Infinite Consortium Gaming
Infinite Consortium Gaming has two locations: their original store in Sharon, Pennsylvania and their new location inside the Eastwood Mall in Niles. We sat down with Tom Vaughn, who owns the store with his wife, to find out what makes Infinite Consortium Gaming special.
What is Infinite Consortium Gaming?
What is it? So we are your local friendly game store. We have board games, card games, Dungeons and Dragons, puzzles, Legos, anything. Anything fun in the hobby.
Where did your love of all of this stuff start?
So a long, long time ago when I was a wee lad, I used to play Risk with my family. So that’s I think that might be where it started, but as I got older, I played a game called Magic The Gathering, and I used to go out to tournaments and you didn’t do well, do bad, you know, just have a good time; Make friends, make make lifelong friends. So I think that’s where it all came from.
How important is it to you to be able to offer that experience to new people through your shop?
It definitely feels great. The the amount of people that I’ve, you know, the customers that we’ve gone through like I want to say that I’ve made many lifelong friends just from people coming into the store, showing them how to play the game, and witnessing them grow up from kids to adults now like it’s, definitely nice to see them them grow up through the generations.
Do you get a lot of families that come in with parents who are trying to introduce this lifestyle to their kids?
Those are the best, right? Because when the parents want to play with their kids, with their hobbies, like, it’s always nice.
How did ICG get started?How did you go from being a gamer, being a hobbyist, to owning your own shop?
So it was nine years ago now me and my wife, we both had our jobs. I had my nine-to-five, I worked on a computer. She worked for the government, and we weren’t really happy we were at. And we thought that we could kind of bring this niche hobby into a more modern era. I feel like there was kind of like a negative stigma a long time ago. And I feel like it’s not like that. There’s so much more rich culture to this environment that I wanted it to be more in the current day.
What are some of the things you’ve done to modernize and try to move past that stereotype?

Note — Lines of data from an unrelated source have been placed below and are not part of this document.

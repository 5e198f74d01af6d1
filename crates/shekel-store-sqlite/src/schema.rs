//! SQL schema for the shekel SQLite store.
//!
//! Executed once at connection startup. Future migrations will be gated on
//! `PRAGMA user_version`.

/// Full schema DDL; idempotent thanks to `CREATE TABLE IF NOT EXISTS`.
pub const SCHEMA: &str = "
PRAGMA journal_mode = WAL;

-- One row per country. `name_key` is the display name trimmed, with
-- whitespace collapsed and lowercased. Rows are never deleted: a country
-- that disappears upstream keeps its last snapshot.
CREATE TABLE IF NOT EXISTS countries (
    name_key      TEXT PRIMARY KEY CHECK (name_key <> ''),
    name          TEXT NOT NULL,
    capitals      TEXT NOT NULL DEFAULT '[]',   -- JSON array of strings
    continent     TEXT NOT NULL,
    currencies    TEXT NOT NULL DEFAULT '[]',   -- JSON array of ISO 4217 codes
    is_un_member  INTEGER NOT NULL DEFAULT 0,
    population    INTEGER NOT NULL DEFAULT 0 CHECK (population >= 0),
    timezone_info TEXT NOT NULL DEFAULT '{}',   -- JSON {offset label: local time}
    created_at    TEXT NOT NULL,                -- ISO 8601 UTC
    updated_at    TEXT NOT NULL
);

-- One row per currency per day, however many countries share the currency.
-- shekel_rate = ILS received for 1 unit of currency_code, as a decimal string.
CREATE TABLE IF NOT EXISTS currency_rates (
    currency_code TEXT NOT NULL CHECK (length(currency_code) = 3),
    rate_date     TEXT NOT NULL,                -- YYYY-MM-DD
    shekel_rate   TEXT NOT NULL,
    country_names TEXT NOT NULL DEFAULT '[]',   -- JSON array, not part of the key
    created_at    TEXT NOT NULL,
    updated_at    TEXT NOT NULL,
    PRIMARY KEY (currency_code, rate_date)
);

CREATE INDEX IF NOT EXISTS currency_rates_date_idx ON currency_rates(rate_date);

PRAGMA user_version = 1;
";
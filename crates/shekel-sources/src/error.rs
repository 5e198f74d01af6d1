//! Error type for `shekel-sources`.

use reqwest::StatusCode;
use thiserror::Error;

#[derive(Debug, Error)]
pub enum Error {
  #[error("http error: {0}")]
  Http(#[from] reqwest::Error),

  #[error("{url} returned {status}")]
  Status { url: String, status: StatusCode },

  #[error("unexpected response body: {0}")]
  Decode(String),
}

pub type Result<T, E = Error> = std::result::Result<T, E>;
//! Runtime configuration.
//!
//! Layered from an optional TOML file and `SHEKEL_*` environment variables,
//! e.g. `SHEKEL_STORE_PATH` or `SHEKEL_RETRY__MAX_ATTEMPTS`.

use std::{
  path::{Path, PathBuf},
  time::Duration,
};

use anyhow::Context as _;
use config::{Config, ConfigBuilder, Environment, File, builder::DefaultState};
use serde::Deserialize;
use shekel_core::Error;
use shekel_pipeline::{Cadence, PipelineOptions, RetryPolicy, Schedule};

#[derive(Debug, Clone, Deserialize)]
pub struct Settings {
  /// SQLite database file. Required.
  #[serde(default)]
  pub store_path: PathBuf,
  #[serde(default)]
  pub sources:    SourceSettings,
  #[serde(default)]
  pub http:       HttpSettings,
  #[serde(default)]
  pub retry:      RetrySettings,
  #[serde(default)]
  pub rates:      RateSettings,
  #[serde(default)]
  pub schedule:   Schedule,
}

#[derive(Debug, Clone, Deserialize)]
#[serde(default)]
pub struct SourceSettings {
  pub countries_url: String,
  pub rates_url:     String,
}

impl Default for SourceSettings {
  fn default() -> Self {
    Self {
      countries_url: shekel_sources::rest_countries::DEFAULT_URL.into(),
      rates_url:     shekel_sources::frankfurter::DEFAULT_BASE_URL.into(),
    }
  }
}

#[derive(Debug, Clone, Deserialize)]
#[serde(default)]
pub struct HttpSettings {
  pub timeout_secs: u64,
}

impl Default for HttpSettings {
  fn default() -> Self { Self { timeout_secs: 30 } }
}

#[derive(Debug, Clone, Deserialize)]
#[serde(default)]
pub struct RetrySettings {
  pub max_attempts:  u32,
  pub base_delay_ms: u64,
  pub max_delay_ms:  u64,
}

impl Default for RetrySettings {
  fn default() -> Self { Self { max_attempts: 3, base_delay_ms: 1_000, max_delay_ms: 60_000 } }
}

#[derive(Debug, Clone, Deserialize)]
#[serde(default)]
pub struct RateSettings {
  /// Maximum concurrent rate lookups.
  pub concurrency: usize,
}

impl Default for RateSettings {
  fn default() -> Self { Self { concurrency: 4 } }
}

impl Settings {
  /// Read `path` (if it exists) and the environment, then validate.
  pub fn load(path: &Path) -> anyhow::Result<Self> {
    let builder = Config::builder()
      .add_source(File::from(path).required(false))
      .add_source(
        Environment::with_prefix("SHEKEL")
          .prefix_separator("_")
          .separator("__")
          .try_parsing(true),
      );
    Self::from_builder(builder)
  }

  fn from_builder(builder: ConfigBuilder<DefaultState>) -> anyhow::Result<Self> {
    let mut settings: Self = builder
      .build()
      .context("failed to read configuration")?
      .try_deserialize()
      .context("failed to deserialise settings")?;

    settings.store_path = expand_tilde(&settings.store_path);
    settings.validate()?;
    Ok(settings)
  }

  pub fn validate(&self) -> shekel_core::Result<()> {
    let invalid = |msg: &str| Err(Error::Configuration(msg.into()));

    if self.store_path.as_os_str().is_empty() {
      return invalid("store_path is required");
    }
    if self.http.timeout_secs == 0 {
      return invalid("http.timeout_secs must be at least 1");
    }
    if self.retry.max_attempts == 0 {
      return invalid("retry.max_attempts must be at least 1");
    }
    if self.retry.base_delay_ms > self.retry.max_delay_ms {
      return invalid("retry.base_delay_ms must not exceed retry.max_delay_ms");
    }
    if self.rates.concurrency == 0 {
      return invalid("rates.concurrency must be at least 1");
    }
    for (job, cadence) in [("countries", self.schedule.countries), ("rates", self.schedule.rates)] {
      if let Cadence::Interval { minutes: 0 } = cadence {
        return Err(Error::Configuration(format!("schedule.{job}.minutes must be at least 1")));
      }
    }
    Ok(())
  }

  pub fn timeout(&self) -> Duration { Duration::from_secs(self.http.timeout_secs) }

  pub fn pipeline_options(&self) -> PipelineOptions {
    PipelineOptions {
      retry:            RetryPolicy {
        max_attempts: self.retry.max_attempts,
        base_delay:   Duration::from_millis(self.retry.base_delay_ms),
        max_delay:    Duration::from_millis(self.retry.max_delay_ms),
        call_timeout: self.timeout(),
      },
      rate_concurrency: self.rates.concurrency,
    }
  }
}

/// Expand a leading `~` to the user's home directory.
fn expand_tilde(path: &Path) -> PathBuf {
  let s = path.to_string_lossy();
  if let Some(rest) = s.strip_prefix("~/")
    && let Ok(home) = std::env::var("HOME")
  {
    return PathBuf::from(home).join(rest);
  }
  path.to_path_buf()
}

#[cfg(test)]
mod tests {
  use chrono::{NaiveTime, Weekday};
  use config::FileFormat;

  use super::*;

  fn from_toml(toml: &str) -> anyhow::Result<Settings> {
    Settings::from_builder(Config::builder().add_source(File::from_str(toml, FileFormat::Toml)))
  }

  #[test]
  fn defaults_fill_everything_but_the_store() {
    let settings = from_toml(r#"store_path = "/var/lib/shekel/catalog.db""#).unwrap();

    assert_eq!(settings.http.timeout_secs, 30);
    assert_eq!(settings.retry.max_attempts, 3);
    assert_eq!(settings.rates.concurrency, 4);
    assert_eq!(settings.sources.rates_url, "https://api.frankfurter.app");
    assert_eq!(settings.schedule, Schedule::default());

    let options = settings.pipeline_options();
    assert_eq!(options.retry.base_delay, Duration::from_secs(1));
    assert_eq!(options.retry.max_delay, Duration::from_secs(60));
    assert_eq!(options.retry.call_timeout, Duration::from_secs(30));
  }

  #[test]
  fn missing_store_path_is_rejected() {
    let err = from_toml("").unwrap_err();
    assert!(format!("{err:#}").contains("store_path is required"));
  }

  #[test]
  fn zero_attempts_is_rejected() {
    let err = from_toml(
      r#"
      store_path = "catalog.db"
      [retry]
      max_attempts = 0
      "#,
    )
    .unwrap_err();
    assert!(format!("{err:#}").contains("max_attempts"));
  }

  #[test]
  fn cadences_are_configurable() {
    let settings = from_toml(
      r#"
      store_path = "catalog.db"

      [schedule.countries]
      kind = "weekly"
      weekday = "Mon"
      at = "06:30:00"

      [schedule.rates]
      kind = "interval"
      minutes = 60
      "#,
    )
    .unwrap();

    assert_eq!(
      settings.schedule.countries,
      Cadence::Weekly {
        weekday: Weekday::Mon,
        at:      NaiveTime::from_hms_opt(6, 30, 0).unwrap(),
      }
    );
    assert_eq!(settings.schedule.rates, Cadence::Interval { minutes: 60 });
  }

  #[test]
  fn zero_interval_is_rejected() {
    let err = from_toml(
      r#"
      store_path = "catalog.db"
      [schedule.rates]
      kind = "interval"
      minutes = 0
      "#,
    )
    .unwrap_err();
    assert!(format!("{err:#}").contains("schedule.rates.minutes"));
  }

  #[test]
  fn tilde_expands_to_home() {
    let Ok(home) = std::env::var("HOME") else { return };
    assert_eq!(expand_tilde(Path::new("~/shekel.db")), PathBuf::from(home).join("shekel.db"));
    assert_eq!(expand_tilde(Path::new("/abs/shekel.db")), PathBuf::from("/abs/shekel.db"));
  }
}
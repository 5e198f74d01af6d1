//! Error types for `shekel-core`.

use rust_decimal::Decimal;
use thiserror::Error;

#[derive(Debug, Error)]
pub enum Error {
  #[error("invalid currency code: {0:?}")]
  InvalidCurrencyCode(String),

  #[error("invalid UTC offset: {0:?}")]
  InvalidOffset(String),

  #[error("rate for {code} must be positive, got {rate}")]
  NonPositiveRate { code: String, rate: Decimal },

  #[error("configuration error: {0}")]
  Configuration(String),
}

pub type Result<T, E = Error> = std::result::Result<T, E>;
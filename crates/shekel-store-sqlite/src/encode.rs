//! Encoding and decoding helpers between Rust domain types and the plain-text
//! representations stored in SQLite columns.
//!
//! Timestamps are stored as RFC 3339 strings and dates as `YYYY-MM-DD`.
//! Decimals keep their canonical string form so no precision is lost.
//! Collections are stored as compact JSON.

use std::collections::{BTreeMap, BTreeSet};

use chrono::{DateTime, NaiveDate, Utc};
use rust_decimal::Decimal;
use serde::{Serialize, de::DeserializeOwned};
use shekel_core::{
  CurrencyCode,
  country::{Country, StoredCountry, natural_key},
  rate::{CurrencyRate, StoredRate},
};

use crate::{Error, Result};

// ─── Scalars ─────────────────────────────────────────────────────────────────

pub fn encode_dt(dt: DateTime<Utc>) -> String { dt.to_rfc3339() }

pub fn decode_dt(s: &str) -> Result<DateTime<Utc>> {
  DateTime::parse_from_rfc3339(s)
    .map(|dt| dt.with_timezone(&Utc))
    .map_err(|e| Error::DateParse(e.to_string()))
}

pub fn encode_date(d: NaiveDate) -> String { d.format("%Y-%m-%d").to_string() }

pub fn decode_date(s: &str) -> Result<NaiveDate> {
  NaiveDate::parse_from_str(s, "%Y-%m-%d").map_err(|e| Error::DateParse(e.to_string()))
}

pub fn encode_decimal(d: Decimal) -> String { d.normalize().to_string() }

pub fn decode_decimal(s: &str) -> Result<Decimal> { Ok(s.parse::<Decimal>()?) }

pub fn encode_json<T: Serialize + ?Sized>(value: &T) -> Result<String> {
  Ok(serde_json::to_string(value)?)
}

pub fn decode_json<T: DeserializeOwned>(s: &str) -> Result<T> { Ok(serde_json::from_str(s)?) }

/// Human-readable natural key of a rate, used in row failure reports.
pub fn rate_key(code: CurrencyCode, date: NaiveDate) -> String {
  format!("{code}@{}", encode_date(date))
}

// ─── Country rows ────────────────────────────────────────────────────────────

/// Column values of a `countries` row, encoded for binding or just read back.
pub struct CountryRow {
  pub name_key:      String,
  pub name:          String,
  pub capitals:      String,
  pub continent:     String,
  pub currencies:    String,
  pub is_un_member:  bool,
  pub population:    i64,
  pub timezone_info: String,
}

impl CountryRow {
  pub fn encode(country: &Country) -> Result<Self> {
    let population = i64::try_from(country.population)
      .map_err(|_| Error::OutOfRange(format!("population {}", country.population)))?;

    Ok(Self {
      name_key: natural_key(&country.name),
      name: country.name.clone(),
      capitals: encode_json(&country.capitals)?,
      continent: country.continent.clone(),
      currencies: encode_json(&country.currencies)?,
      is_un_member: country.is_un_member,
      population,
      timezone_info: encode_json(&country.timezone_info)?,
    })
  }

  pub fn decode(self, created_at: &str, updated_at: &str) -> Result<StoredCountry> {
    let population = u64::try_from(self.population)
      .map_err(|_| Error::OutOfRange(format!("population {}", self.population)))?;

    Ok(StoredCountry {
      country:    Country {
        name: self.name,
        capitals: decode_json(&self.capitals)?,
        continent: self.continent,
        currencies: decode_json::<BTreeSet<CurrencyCode>>(&self.currencies)?,
        is_un_member: self.is_un_member,
        population,
        timezone_info: decode_json::<BTreeMap<String, String>>(&self.timezone_info)?,
      },
      created_at: decode_dt(created_at)?,
      updated_at: decode_dt(updated_at)?,
    })
  }
}

// ─── Rate rows ───────────────────────────────────────────────────────────────

pub struct RateRow {
  pub currency_code: String,
  pub rate_date:     String,
  pub shekel_rate:   String,
  pub country_names: String,
}

impl RateRow {
  pub fn encode(rate: &CurrencyRate) -> Result<Self> {
    Ok(Self {
      currency_code: rate.currency_code.to_string(),
      rate_date:     encode_date(rate.rate_date),
      shekel_rate:   encode_decimal(rate.shekel_rate),
      country_names: encode_json(&rate.country_names)?,
    })
  }

  pub fn decode(self, created_at: &str, updated_at: &str) -> Result<StoredRate> {
    Ok(StoredRate {
      rate:       CurrencyRate {
        currency_code: CurrencyCode::parse(&self.currency_code)?,
        rate_date:     decode_date(&self.rate_date)?,
        shekel_rate:   decode_decimal(&self.shekel_rate)?,
        country_names: decode_json(&self.country_names)?,
      },
      created_at: decode_dt(created_at)?,
      updated_at: decode_dt(updated_at)?,
    })
  }
}
//! HTTP adapters for the two upstream sources.
//!
//! Each client performs exactly one request per trait call with a per-request
//! timeout. Retries and backoff live in `shekel-pipeline`.

pub mod error;
pub mod frankfurter;
pub mod rest_countries;

pub use error::{Error, Result};
pub use frankfurter::FrankfurterClient;
pub use rest_countries::RestCountriesClient;
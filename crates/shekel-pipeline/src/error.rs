//! Error types for `shekel-pipeline`.

use std::time::Duration;

use thiserror::Error;

/// A job-level failure. Per-record and per-currency problems are reported in
/// the job summary instead; the one exception is a rates run in which every
/// upstream lookup failed on transport.
#[derive(Debug, Error)]
pub enum Error {
  #[error("upstream call failed after {attempts} attempt(s): {message}")]
  Transport { attempts: u32, message: String },

  #[error("upstream call timed out after {attempts} attempt(s) of {per_call:?}")]
  Timeout { attempts: u32, per_call: Duration },

  #[error("store error: {0}")]
  Persistence(String),

  #[error("cancelled by shutdown")]
  Cancelled,
}

impl Error {
  pub(crate) fn persistence(e: impl std::fmt::Display) -> Self { Self::Persistence(e.to_string()) }
}

pub type Result<T, E = Error> = std::result::Result<T, E>;
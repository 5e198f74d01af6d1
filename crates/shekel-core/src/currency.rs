//! ISO 4217 currency codes.

use std::{fmt, str::FromStr};

use serde::{Deserialize, Serialize};

use crate::Error;

/// A validated three-letter currency code matching `^[A-Z]{3}$`.
///
/// Stored inline, so the type is `Copy` and cheap to pass to spawned fetches.
#[derive(
  Debug, Clone, Copy, PartialEq, Eq, PartialOrd, Ord, Hash, Serialize, Deserialize,
)]
#[serde(try_from = "String", into = "String")]
pub struct CurrencyCode([u8; 3]);

/// The Israeli new shekel, the quote currency of every stored rate.
pub const ILS: CurrencyCode = CurrencyCode(*b"ILS");

/// The base currency used to check that a rate source answers.
pub const USD: CurrencyCode = CurrencyCode(*b"USD");

impl CurrencyCode {
  /// Parse a code exactly as given. Lowercase input is rejected; use
  /// [`CurrencyCode::normalize`] for upstream tokens.
  pub fn parse(s: &str) -> Result<Self, Error> {
    let bytes = s.as_bytes();
    if bytes.len() != 3 || !bytes.iter().all(u8::is_ascii_uppercase) {
      return Err(Error::InvalidCurrencyCode(s.to_owned()));
    }
    Ok(Self([bytes[0], bytes[1], bytes[2]]))
  }

  /// Trim and uppercase an upstream token before validating it.
  pub fn normalize(s: &str) -> Result<Self, Error> {
    Self::parse(&s.trim().to_ascii_uppercase())
  }
}

impl fmt::Display for CurrencyCode {
  fn fmt(&self, f: &mut fmt::Formatter<'_>) -> fmt::Result {
    for b in self.0 {
      write!(f, "{}", b as char)?;
    }
    Ok(())
  }
}

impl FromStr for CurrencyCode {
  type Err = Error;

  fn from_str(s: &str) -> Result<Self, Self::Err> { Self::parse(s) }
}

impl TryFrom<String> for CurrencyCode {
  type Error = Error;

  fn try_from(s: String) -> Result<Self, Self::Error> { Self::parse(&s) }
}

impl From<CurrencyCode> for String {
  fn from(code: CurrencyCode) -> Self { code.to_string() }
}
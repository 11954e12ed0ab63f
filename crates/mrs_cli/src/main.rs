//! Main entry point for the MRS CLI.

use clap::Parser;
use mrs_cli::Cli;
use tracing_subscriber::{layer::SubscriberExt, util::SubscriberInitExt};

#[tokio::main]
async fn main() {
    let cli = Cli::parse();

    // Initialize tracing
    let default_filter = if cli.quiet {
        "mrs=error"
    } else if cli.verbose {
        "mrs=debug"
    } else {
        "mrs=info"
    };
    tracing_subscriber::registry()
        .with(
            tracing_subscriber::EnvFilter::try_from_default_env()
                .unwrap_or_else(|_| default_filter.into()),
        )
        .with(tracing_subscriber::fmt::layer().with_writer(std::io::stderr))
        .init();

    match mrs_cli::run(cli).await {
        Ok(code) => std::process::exit(code),
        Err(e) => {
            eprintln!("Error: {}", e);
            std::process::exit(1);
        }
    }
}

This environment is more of a male dominated environment, so my wife likes to bring in things that are more acceptable to women. To make them feel more safe. Make the store smell nice, that’s another big one. We do events specifically for women too. We have a ladies board game night that’s run by her. So that way you can come in, you get to play the games you want in a safe, fun environment. And it’s always nice when women tell you that, and they say they feel safe here, they’ll come here again. That’s one of the biggest, biggest compliments that you can get is that someone comes into your store and says, you know, I feel welcome here. It just feels good.
When people come in here, whether it’s the first time or the hundredth time, how do you want the store to make them feel?
So there’s a motto that I tell my employees that’s kind of like what we live by, it’s that we’re not looking for a sale here, we’re looking for a customer. So when they come in, it’s not just buy this board game, it’s not buy this book. It’s, here’s my experience with this item. And, is it right for you? It may or may not be. So we’re not trying to just sell you something. We enjoy the hobbies just like you. So we provide our experiences for you.
What’s your favorite thing about owning the business?
So my favorite thing is we do orders. And even though I do a lot of the ordering, when it shows up, it’s like Christmas and you open up the boxes and it’s all this new cool stuff, like, I don’t know, it’s one of my favorite things to do. It’s like Christmas every week. And then you get to bring it to people like that, letting them know that there’s this new cool thing coming out and it’s nice.
What do you want the community to know most about ICG?
I’d say thank you. Coronavirus was one of the scariest times of my life, right? Because my livelihood was on the line. We literally closed the doors for two months. We had no income for two months. Our cusers supported us through that time. And the best I can say is thank you. Like, I really appreciate it.
There’s a story I’ll never forget. We take in cards, right? And so typically we pay for them. Well, one cuser brought in cards so we could make money by selling them online and he took the store credit instead of actual cash. And then he bought stuff that day. So not only did he provide us with income through selling the cards online, but he also spent money that day. There’s so many people just like that that care about us. So honestly, just thank you.